Seguiu-se o desterro nos Estados Unidos, o aclarar das ideias, o perceber das vantagens de se pertencer a uma família que vivia numa casa-forte e paredes meias com o poder e, principalmente, a oportunidade de olhar a guerra colonial em curso como uma coisa distante, só para os outros, para os totós, para a escumalha. Depois, as americanas eram loucas por latinos, e abriam-lhe as pernas mais depressa do que abriam garrafas de coca-cola ou devoravam cachorros quentes…

Já curado da sua doença esquerdista, o Zézito regressa a Portugal e vai para o banco do papá, o ainda Senhor Doutor, claro, onde tinha à sua espera, para começar, um cargo na direcção. É aí que acontece o 25 de Abril, coisa que o nosso rapaz encara com alguma tranquilidade, convencido de que não vai ser nada de grave, mas apenas o fim da época da «brigada do caruncho», que iria ceder o espaço aos jovens generais da finança. Bem lhe resmungava o pai que não, que a coisa fiava mais fino do que isso, mas foi algo de que só se convenceu em 14 de Março de 1975, após o golpe falhado de Spínola e a consequente nacionalização da banca.

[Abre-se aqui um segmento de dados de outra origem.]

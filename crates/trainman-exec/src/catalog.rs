//! HTTP client for the project catalog (the website's project pages).

use async_trait::async_trait;
use serde::Serialize;
use tracing::info;
use trainman_core::config::CatalogConfig;
use trainman_core::{ProjectCatalog, ProjectVersion, ReleaseError, Result, VersionKind};

const USER_AGENT: &str = concat!("trainman/", env!("CARGO_PKG_VERSION"));

/// Release entry sent to the catalog.
#[derive(Debug, Clone, PartialEq, Eq, Serialize)]
#[serde(rename_all = "camelCase")]
pub struct ReleaseEntry {
    pub version: String,
    pub branch: String,
    pub status: &'static str,
    pub reference_doc_url: String,
    pub api_doc_url: String,
    /// Version the branch was on before this release.
    pub previous_version: String,
}

impl ReleaseEntry {
    pub fn new(
        project: &str,
        branch: &str,
        original: &ProjectVersion,
        release: &ProjectVersion,
    ) -> Self {
        let version = release.version();
        Self {
            version: version.to_string(),
            branch: branch.to_string(),
            status: release_status(release.kind()),
            reference_doc_url: format!(
                "https://docs.spring.io/{project}/docs/{version}/reference/html/"
            ),
            api_doc_url: format!("https://docs.spring.io/{project}/docs/{version}/api/"),
            previous_version: original.version().to_string(),
        }
    }
}

fn release_status(kind: VersionKind) -> &'static str {
    match kind {
        VersionKind::Release | VersionKind::ServiceRelease(_) => "GENERAL_AVAILABILITY",
        VersionKind::Milestone(_) | VersionKind::ReleaseCandidate(_) => "PRERELEASE",
        VersionKind::Snapshot => "SNAPSHOT",
    }
}

/// [`ProjectCatalog`] posting release entries over HTTP.
pub struct HttpCatalog {
    http: reqwest::Client,
    base_url: String,
    token: Option<String>,
}

impl HttpCatalog {
    pub fn new(config: &CatalogConfig) -> Result<Self> {
        let http = reqwest::Client::builder()
            .user_agent(USER_AGENT)
            .build()
            .map_err(|e| ReleaseError::Config(format!("cannot build HTTP client: {e}")))?;
        Ok(Self {
            http,
            base_url: config.base_url.trim_end_matches('/').to_string(),
            token: config.token.clone(),
        })
    }

    fn releases_url(&self, project: &str) -> String {
        format!("{}/api/projects/{project}/releases", self.base_url)
    }
}

#[async_trait]
impl ProjectCatalog for HttpCatalog {
    async fn update_entry(
        &self,
        project: &str,
        branch: &str,
        original: &ProjectVersion,
        release: &ProjectVersion,
    ) -> Result<()> {
        let entry = ReleaseEntry::new(project, branch, original, release);
        let mut request = self.http.post(self.releases_url(project)).json(&entry);
        if let Some(token) = &self.token {
            request = request.bearer_auth(token);
        }

        let response = request
            .send()
            .await
            .map_err(|e| ReleaseError::Catalog(format!("{project}: {e}")))?;
        let status = response.status();
        if !status.is_success() {
            let body = response.text().await.unwrap_or_default();
            return Err(ReleaseError::Catalog(format!(
                "{project}: catalog returned {status}: {}",
                body.trim()
            )));
        }

        info!(project = %project, version = %entry.version, "Updated catalog entry");
        Ok(())
    }
}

Aí, pregou o segundo susto (e desgosto) ao Senhor Doutor, filiando-se no PPD. O velho banqueiro considerava que todos os partidos eram à esquerda, uns mais, outros menos. E o Zézito lá foi andando, maria-vai-com-as-outras, mas sempre tendo o cuidado de espetar os dedinhos em «V» e gritar PPD! PPD! PPD! sempre que era preciso fazê-lo.

Fosse por intuição, fosse porque pela primeira vez na vida teve um ataque de inteligência, um dia decidiu que não tinha futuro no partido de Sá Carneiro e, olhando em volta, percebeu que o Partido Socialista era mesmo o que lhe convinha. Perguntou ao pai o que pensava da sua ideia, esperando uma explosão do velho, sabida que era a sua aversão por tudo o que estivesse ligado ao regime saído do 25 de Abril e, principalmente, se fosse coisa chamada comunista, socialista, democrática ou popular. Curiosamente, o Senhor Doutor, em vez de explodir, sorriu e disse: Parece que começas a ter juízo, finalmente. Fazes bem, rapaz. Junta-te a esses, que vão ser mesmo esses a devolver-nos os bancos e o poder que tivemos.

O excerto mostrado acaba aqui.